Friday, July 24, 2015

A Sigh Of Relief

I hate to depart from my usual blog theme for two days in a row, but I have GREAT news, and I promised an update. Cinn's ultrasound is clear! Which means they still don't know 100 percent what's going on with her, but they have concluded it is not cancer, which is definitely on my list of "top five best pieces of news I've ever gotten in my life". She looks a little goofy (ok, down right ridiculous) because they had to shave her sides for the ultrasound, but who the hell cares? Certainly not her, and it's a small price to pay for such a hopeful result.



Yesterday was an incredibly emotional day. I cried tears of worry, fear, relief, joy. I vacillated between trying to be hopeful, and not wanting to be overly optimistic, only to get blindsided by bad news.  Normally with these types of things, at least when it comes to myself, I have some sort of "premonition" feeling. I just know what the result will be. In the past few years, I've undergone several biopsies testing for cancer (melanoma and endometrial) as well as a brain scan for MS and TIAs. With each of these, I wasn't concerned. Not because I'm short-sighted, or think "that doesn't happen to me" (cancer has hit all to close to home in my family in the last few years and I don't think I'm immune by any means) but because I just knew (I was right, for the record, all were clean). With Cinn, I felt no premonition. I tried to prepare for the worst. I tried to be strong for her. But neither was fueled by the underlying feeling of certainty, just my trying to balance out my emotions - something we all know by now that I'm not a superstar at.

The feeling of relief, when it finally comes, is a strange one. I call it more a feeling than an emotion, because it's externally fueled. There's some circumstance that's causing you to feel upset/anxious/angry/fearful, and with a positive result comes relief. You don't just wake up one day feeling relieved out of nowhere (or at least I never have), the way you might feel sad or happy or even angry.  Relief makes you laugh, cry, feel giddy, feel light-hearted and light-headed. Other things that would normally bother or frustrate you seem tiny in comparison - who cares that some jerk just cut you off in traffic and flipped you off, your dog is healthy!

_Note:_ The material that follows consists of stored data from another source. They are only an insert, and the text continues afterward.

//! Persisted per-host instance record.

use std::net::Ipv4Addr;

use serde::{Deserialize, Serialize};

use crate::error::{DriverError, InvalidState};
use crate::provider::ServerId;

/// What the driver knows about the server it manages.
///
/// Fields fill in during `create` in order: base name, key-pair name, server
/// id, address. A failed `create` leaves whatever was recorded so `remove`
/// can clean up.
#[derive(Clone, Debug, Default, Deserialize, Eq, PartialEq, Serialize)]
pub struct InstanceRecord {
    /// Random base name from which resource names are derived.
    #[serde(default)]
    pub base_name: Option<String>,
    /// Registered key-pair name.
    #[serde(default)]
    pub keypair_name: Option<String>,
    /// Provider-assigned server identifier.
    #[serde(default)]
    pub server_id: Option<ServerId>,
    /// Public IPv4 address observed once the server was ready.
    #[serde(default)]
    pub ipv4: Option<Ipv4Addr>,
    /// Set once `remove` completed.
    #[serde(default)]
    pub removed: bool,
}

impl InstanceRecord {
    /// Returns `true` when `create` has not started on this record.
    #[must_use]
    pub const fn is_pristine(&self) -> bool {
        self.base_name.is_none() && !self.removed
    }

    /// Returns the server identifier of a live server.
    ///
    /// # Errors
    ///
    /// Returns [`DriverError::InvalidState`] when the server was removed or
    /// never created.
    pub fn live_server(&self) -> Result<&ServerId, DriverError> {
        self.ensure_not_removed()?;
        self.server_id
            .as_ref()
            .ok_or(DriverError::InvalidState(InvalidState::NotCreated))
    }

    /// Returns the address of a live server.
    ///
    /// # Errors
    ///
    /// Returns [`DriverError::InvalidState`] when the server was removed or
    /// never became ready.
    pub fn live_address(&self) -> Result<Ipv4Addr, DriverError> {
        self.ensure_not_removed()?;
        self.ipv4
            .ok_or(DriverError::InvalidState(InvalidState::NotCreated))
    }

    const fn ensure_not_removed(&self) -> Result<(), DriverError> {
        if self.removed {
            return Err(DriverError::InvalidState(InvalidState::Removed));
        }
        Ok(())
    }
}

Eventually, relief fades, as all emotions do. But I think there's a lesson that we can take from the brief moments with have with it. Relief is a great perspective-maker. It's easy to get caught up in the day to day annoyances that, if you were to look back five years, or a year, or maybe even a few months from now, you wouldn't even remember. Yet during that time of relief, we're able to look at these frustrating or negative moments for what they really are - minutia, when compared to something that's really worth being upset over. Nobody wants to face a situation in which they have to hope for relief, but ultimately, we all do. So if we can learn a bit from it, well, that's just a bonus. 

2 comments:

  1. It is definitely a big relief that the ultrasound came back with nothing really negative on it. Cinn didn't actually seem too worried about it herself and, in fact, even with all of the other dogs around seemed pretty relax. Glad for you that this particular episode is over, though.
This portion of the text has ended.